3.4.1. Comparison to SDSS [O ii] Line Fluxes

Since the HETDEX survey fields lie completely within the SDSS footprint, we can compare spectra that are in common between the two surveys. Figure 9 presents HETDEX measurements of the continuum-subtracted emission-line fluxes for [O ii] emitting galaxies found in the MPA-JHU value-added catalogs from SDSS DR8 27 (based on the methods described in Brinchmann et al. 2004; Tremonti et al. 2004). In the top-left, for optimal comparison, the HETDEX line fluxes are measured in a circular 3'' diameter aperture to match the 3'' diameter fibers of SDSS. The figure demonstrates that for forced aperture line fluxes, the HETDEX measurements are well matched to SDSS 3'' values to an rms of 26% for objects with line fluxes above of ∼3 × 10−16 erg s−1 cm−2. Differences in positioning are mitigated by placing apertures exactly at the location quoted by SDSS; however, the derived line fluxes also depend on how the continuum is measured, and our IFU data have a different spatial profile than that of the single SDSS fiber.

Figure 9.

Figure 9. HETDEX [O ii] line fluxes compared to SDSS [O ii] line fluxes. All units in 10−17 erg s−1 cm−2. The top-left panel is a comparison of 3'' diameter aperture [O ii] line flux measurements from HETDEX in which the continuum-subtracted [O ii] line fluxes within a 3'' diameter aperture are measured at the exact location of the SDSS fibers.
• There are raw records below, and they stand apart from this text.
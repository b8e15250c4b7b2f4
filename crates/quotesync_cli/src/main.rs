//! QuoteSync command-line entry point.
//!
//! # Responsibility
//! - Load configuration, start file logging and dispatch one subcommand.

mod cli;

use anyhow::Result;
use clap::Parser;
use cli::Cli;
use quotesync_core::init_logging;

fn main() -> Result<()> {
    let cli = Cli::parse();
    let config = cli.load_config();

    // Logging is best-effort; a read-only log dir must not block the CLI.
    if let Err(err) = init_logging(&config.logging.level, &config.logging.dir) {
        eprintln!("Logging disabled: {err}");
    }

    cli::run(cli.command, &config)
}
The top-right panel shows the HETDEX pipeline continuum-subtracted [O ii] line fluxes, which are measured using PSF-weighted extracted spectra at the location of the object's peak [O ii]. The middle-left panel compares HETDEX aperture line fluxes with the SDSS. Here, the HETDEX values lie significantly above those of SDSS due to the larger aperture area. The middle-right shows the optimal HETDEX [O ii] line flux, which can be either from the HETDEX pipeline or the aperture flux measurement, depending on conditions. The range of major axis sizes for the HETDEX measurements is shown in the bottom-left panel and separations between HETDEX catalog detections and SDSS fiber positions is shown in bottom-right.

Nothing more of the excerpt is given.